<ライブレポート>Saucy Dog、一歩前に進むためのツーマンツアーが終焉 SUPER BEAVERを迎えた東京公演の模様をレポート
<ライブレポート>Saucy Dog、一歩前に進むためのツーマンツアーが終焉 SUPER BEAVERを迎えた東京公演の模様をレポート

 Saucy Dogのツーマンツアー【One-Step Tour】東京公演が、7月25日Zepp DiverCityにて開催された。

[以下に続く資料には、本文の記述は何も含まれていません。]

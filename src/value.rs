//! Cache value encoding, expiration and the value-size calculator.
//!
//! ```text
//! ┌──────┬───────────┬─────────┬─────────────┬───────────────────────────────┐
//! │ meta │ flags u32 │ cas u64 │ exptime u32 │ body                          │
//! │  u8  │ if FLAGS  │ if CAS  │ if EXPTIME  │ inline: [len u16][bytes]      │
//! │      │           │         │             │ large:  [len u32][blob u64]   │
//! └──────┴───────────┴─────────┴─────────────┴───────────────────────────────┘
//! ```
//!
//! All integers are little endian. Payloads longer than the inline limit of a
//! [`CacheValueSizer`] live out of line as blobs and can only be fetched through the
//! transaction that pinned the snapshot.

use bytes::Bytes;
use thiserror::Error;

use crate::node::BlobId;
use crate::store::BlockSize;

const META_FLAGS: u8 = 0x01;
const META_CAS: u8 = 0x02;
const META_EXPTIME: u8 = 0x04;
const META_LARGE: u8 = 0x80;
const META_KNOWN: u8 = META_FLAGS | META_CAS | META_EXPTIME | META_LARGE;

/// A point in time, in seconds. As an expiration time, `0` means "never".
#[derive(Debug, Clone, Copy, PartialEq, Eq, PartialOrd, Ord, Hash, Default)]
pub struct ExpTime(pub u32);

impl ExpTime {
	pub const NEVER: ExpTime = ExpTime(0);

	/// Returns `true` if a value carrying this expiration time is dead at `now`.
	#[inline]
	pub fn has_passed(self, now: ExpTime) -> bool {
		self.0 != 0 && self.0 <= now.0
	}
}

/// Why a value header could not be decoded.
#[derive(Error, Debug, Clone, PartialEq, Eq)]
pub enum DecodeError {
	#[error("value truncated: needed {needed} bytes, {available} available")]
	Truncated {
		needed: usize,
		available: usize,
	},

	#[error("unknown meta bits {0:#04x}")]
	UnknownMeta(u8),

	#[error("inline payload of {len} bytes exceeds the {max} byte limit")]
	InlineTooLarge {
		len: usize,
		max: usize,
	},
}

/// Where a value's payload lives.
#[derive(Debug, Clone, Copy, PartialEq, Eq)]
pub enum Payload<'a> {
	Inline(&'a [u8]),
	Blob {
		id: BlobId,
		len: u32,
	},
}

/// Capabilities a stored value exposes to the query path.
pub trait StoredValue {
	/// Returns `true` if the value is dead as of `now`.
	fn expired(&self, now: ExpTime) -> bool;

	/// Opaque client flags.
	fn flags(&self) -> u32;

	fn cas(&self) -> Option<u64>;

	/// Returns a reference to the payload, which may be out of line.
	fn payload(&self) -> Payload<'_>;
}

/// Computes the encoded size of stored values so leaves can be parsed.
pub trait ValueSizer: Send + Sync {
	/// Returns the number of bytes the value at the start of `buf` occupies.
	fn size(&self, buf: &[u8]) -> Result<usize, DecodeError>;

	/// Longest payload stored inside a leaf.
	fn max_inline(&self) -> usize;
}

/// [`ValueSizer`] for cache values. The inline limit is a quarter of the block size.
#[derive(Debug, Clone, Copy)]
pub struct CacheValueSizer {
	max_inline: usize,
}

impl CacheValueSizer {
	pub fn new(block_size: BlockSize) -> CacheValueSizer {
		CacheValueSizer {
			max_inline: (block_size.value() / 4).min(u16::MAX as usize),
		}
	}
}

impl ValueSizer for CacheValueSizer {
	fn size(&self, buf: &[u8]) -> Result<usize, DecodeError> {
		let header = Header::decode(buf)?;
		if let Body::Inline {
			len,
		} = header.body
		{
			if len > self.max_inline {
				return Err(DecodeError::InlineTooLarge {
					len,
					max: self.max_inline,
				});
			}
		}
		Ok(header.total_len())
	}

	fn max_inline(&self) -> usize {
		self.max_inline
	}
}

#[derive(Debug, Clone, Copy)]
enum Body {
	Inline {
		len: usize,
	},
	Large {
		len: u32,
		blob: BlobId,
	},
}

#[derive(Debug, Clone, Copy)]
struct Header {
	flags: Option<u32>,
	cas: Option<u64>,
	exptime: Option<ExpTime>,
	header_len: usize,
	body: Body,
}

impl Header {
	fn decode(buf: &[u8]) -> Result<Header, DecodeError> {
		let mut reader = Reader {
			buf,
			pos: 0,
		};
		let meta = reader.u8()?;
		if meta & !META_KNOWN != 0 {
			return Err(DecodeError::UnknownMeta(meta));
		}

		let flags = if meta & META_FLAGS != 0 {
			Some(reader.u32()?)
		} else {
			None
		};
		let cas = if meta & META_CAS != 0 {
			Some(reader.u64()?)
		} else {
			None
		};
		let exptime = if meta & META_EXPTIME != 0 {
			Some(ExpTime(reader.u32()?))
		} else {
			None
		};

		let body = if meta & META_LARGE != 0 {
			let len = reader.u32()?;
			let blob = BlobId(reader.u64()?);
			Body::Large {
				len,
				blob,
			}
		} else {
			Body::Inline {
				len: reader.u16()? as usize,
			}
		};

		Ok(Header {
			flags,
			cas,
			exptime,
			header_len: reader.pos,
			body,
		})
	}

	fn total_len(&self) -> usize {
		match self.body {
			Body::Inline {
				len,
			} => self.header_len + len,
			Body::Large {
				..
			} => self.header_len,
		}
	}
}

struct Reader<'a> {
	buf: &'a [u8],
	pos: usize,
}

impl<'a> Reader<'a> {
	fn take<const N: usize>(&mut self) -> Result<[u8; N], DecodeError> {
		let end = self.pos + N;
		let bytes = self.buf.get(self.pos..end).ok_or(DecodeError::Truncated {
			needed: end,
			available: self.buf.len(),
		})?;
		self.pos = end;
		let mut out = [0u8; N];
		out.copy_from_slice(bytes);
		Ok(out)
	}

	fn u8(&mut self) -> Result<u8, DecodeError> {
		Ok(self.take::<1>()?[0])
	}

	fn u16(&mut self) -> Result<u16, DecodeError> {
		Ok(u16::from_le_bytes(self.take()?))
	}

	fn u32(&mut self) -> Result<u32, DecodeError> {
		Ok(u32::from_le_bytes(self.take()?))
	}

	fn u64(&mut self) -> Result<u64, DecodeError> {
		Ok(u64::from_le_bytes(self.take()?))
	}
}

/// A decoded view over an encoded cache value.
#[derive(Debug, Clone, Copy)]
pub struct CacheValue<'a> {
	header: Header,
	buf: &'a [u8],
}

impl<'a> CacheValue<'a> {
	/// Decodes the value at the start of `buf`; trailing bytes are ignored.
	pub fn decode(buf: &'a [u8]) -> Result<CacheValue<'a>, DecodeError> {
		let header = Header::decode(buf)?;
		let total = header.total_len();
		if total > buf.len() {
			return Err(DecodeError::Truncated {
				needed: total,
				available: buf.len(),
			});
		}
		Ok(CacheValue {
			header,
			buf: &buf[..total],
		})
	}

	pub fn exptime(&self) -> ExpTime {
		self.header.exptime.unwrap_or(ExpTime::NEVER)
	}

	/// Length of the payload, wherever it lives.
	pub fn payload_len(&self) -> usize {
		match self.header.body {
			Body::Inline {
				len,
			} => len,
			Body::Large {
				len,
				..
			} => len as usize,
		}
	}
}

impl<'a> StoredValue for CacheValue<'a> {
	fn expired(&self, now: ExpTime) -> bool {
		self.exptime().has_passed(now)
	}

	fn flags(&self) -> u32 {
		self.header.flags.unwrap_or(0)
	}

	fn cas(&self) -> Option<u64> {
		self.header.cas
	}

	fn payload(&self) -> Payload<'_> {
		match self.header.body {
			Body::Inline {
				..
			} => Payload::Inline(&self.buf[self.header.header_len..]),
			Body::Large {
				len,
				blob,
			} => Payload::Blob {
				id: blob,
				len,
			},
		}
	}
}

/// Builder for encoded cache values.
#[derive(Debug, Clone)]
pub struct EncodedValue<'a> {
	flags: Option<u32>,
	cas: Option<u64>,
	exptime: Option<ExpTime>,
	body: EncodedBody<'a>,
}

#[derive(Debug, Clone, Copy)]
enum EncodedBody<'a> {
	Inline(&'a [u8]),
	Blob(BlobId, u32),
}

impl<'a> EncodedValue<'a> {
	/// A value whose payload is stored inside the leaf.
	pub fn inline(data: &'a [u8]) -> EncodedValue<'a> {
		EncodedValue {
			flags: None,
			cas: None,
			exptime: None,
			body: EncodedBody::Inline(data),
		}
	}

	/// A value whose payload was stored out of line.
	pub fn blob(id: BlobId, len: u32) -> EncodedValue<'a> {
		EncodedValue {
			flags: None,
			cas: None,
			exptime: None,
			body: EncodedBody::Blob(id, len),
		}
	}

	pub fn flags(mut self, flags: u32) -> Self {
		self.flags = (flags != 0).then_some(flags);
		self
	}

	pub fn cas(mut self, cas: Option<u64>) -> Self {
		self.cas = cas;
		self
	}

	pub fn exptime(mut self, exptime: ExpTime) -> Self {
		self.exptime = (exptime != ExpTime::NEVER).then_some(exptime);
		self
	}

	/// # Panics
	///
	/// Panics if an inline payload is longer than `u16::MAX`.
	pub fn build(&self) -> Vec<u8> {
		let mut meta = 0u8;
		let mut out = vec![0u8];

		if let Some(flags) = self.flags {
			meta |= META_FLAGS;
			out.extend_from_slice(&flags.to_le_bytes());
		}
		if let Some(cas) = self.cas {
			meta |= META_CAS;
			out.extend_from_slice(&cas.to_le_bytes());
		}
		if let Some(exptime) = self.exptime {
			meta |= META_EXPTIME;
			out.extend_from_slice(&exptime.0.to_le_bytes());
		}

		match self.body {
			EncodedBody::Inline(data) => {
				let len = u16::try_from(data.len()).expect("inline payload longer than u16::MAX");
				out.extend_from_slice(&len.to_le_bytes());
				out.extend_from_slice(data);
			}
			EncodedBody::Blob(id, len) => {
				meta |= META_LARGE;
				out.extend_from_slice(&len.to_le_bytes());
				out.extend_from_slice(&id.0.to_le_bytes());
			}
		}

		out[0] = meta;
		out
	}
}

/// A value as handed to the bulk loader.
#[derive(Debug, Clone, PartialEq, Eq, Default)]
pub struct Item {
	pub flags: u32,
	pub cas: Option<u64>,
	pub exptime: ExpTime,
	pub data: Bytes,
}

impl Item {
	pub fn new(data: impl Into<Bytes>) -> Item {
		Item {
			data: data.into(),
			..Item::default()
		}
	}

	pub fn with_flags(mut self, flags: u32) -> Item {
		self.flags = flags;
		self
	}

	pub fn with_cas(mut self, cas: u64) -> Item {
		self.cas = Some(cas);
		self
	}

	pub fn expiring_at(mut self, exptime: ExpTime) -> Item {
		self.exptime = exptime;
		self
	}
}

 『一歩も二歩も先を行く先輩バンドを呼び、必死に食らいつくことで自分達もワンステップ成長したい』という気持ちが込められた今回のツーマンツアー。大阪公演に04 Limited Sazabys、名古屋公演にクリープハイプを迎え、ファイナルとなる東京公演には、SUPER BEAVERが出演した。バンドのスタイルこそ異なるSaucy DogとSUPER BEAVERだが、フロアにいる一人一人に思いを伝えようとする真摯な姿勢は同じ。先輩後輩というよりも同志のような、互いにリスペクトし合い、高め合える関係であることが伝わってくる一夜だった。

 先攻はSUPER BEAVER。オープニング・ナンバー「27」「歓びの明日に」から、切れ味の鋭い演奏でオーディエンスの体をぶち抜いていく。渋谷龍太(Vo.)が「持ってるものすべてさらけ出して!」「これはあなたの歌です!」「後ろまで見えてるからな!」と、まくし立てるように言葉を投げかけると、それに応えるようにオーディエンスも声を張り上げ、手を伸ばし、フロアは瞬く間に拳でいっぱいになった。

 MCでは、Saucy Dogの石原慎也(Vo./Gt.)とせとゆいか(Dr./Cho.)と食事に行った時のエピソードを明かしながら、「その時、慎也君が『俺ね、バチバチにやりたいんですよ』って言ったんです。受けて立つ!」と宣戦布告。「(Saucy Dogは)俺達のこと踏み台にして、二段階三段階いいライブしてくれると思う。俺達のステージが最高なら、超最高なもん見せてくれると思うんで、一緒に最高のステージ作ろうぜ!」とさらにフロアを焚きつけ、「青い春」「閃光」を続けて投下。柳沢亮太(Gt.)と上杉研太(Ba.)がステージのギリギリまで身を乗り出しフロアを煽ると、地鳴りが巻き起こるほどの盛り上がりを見せた。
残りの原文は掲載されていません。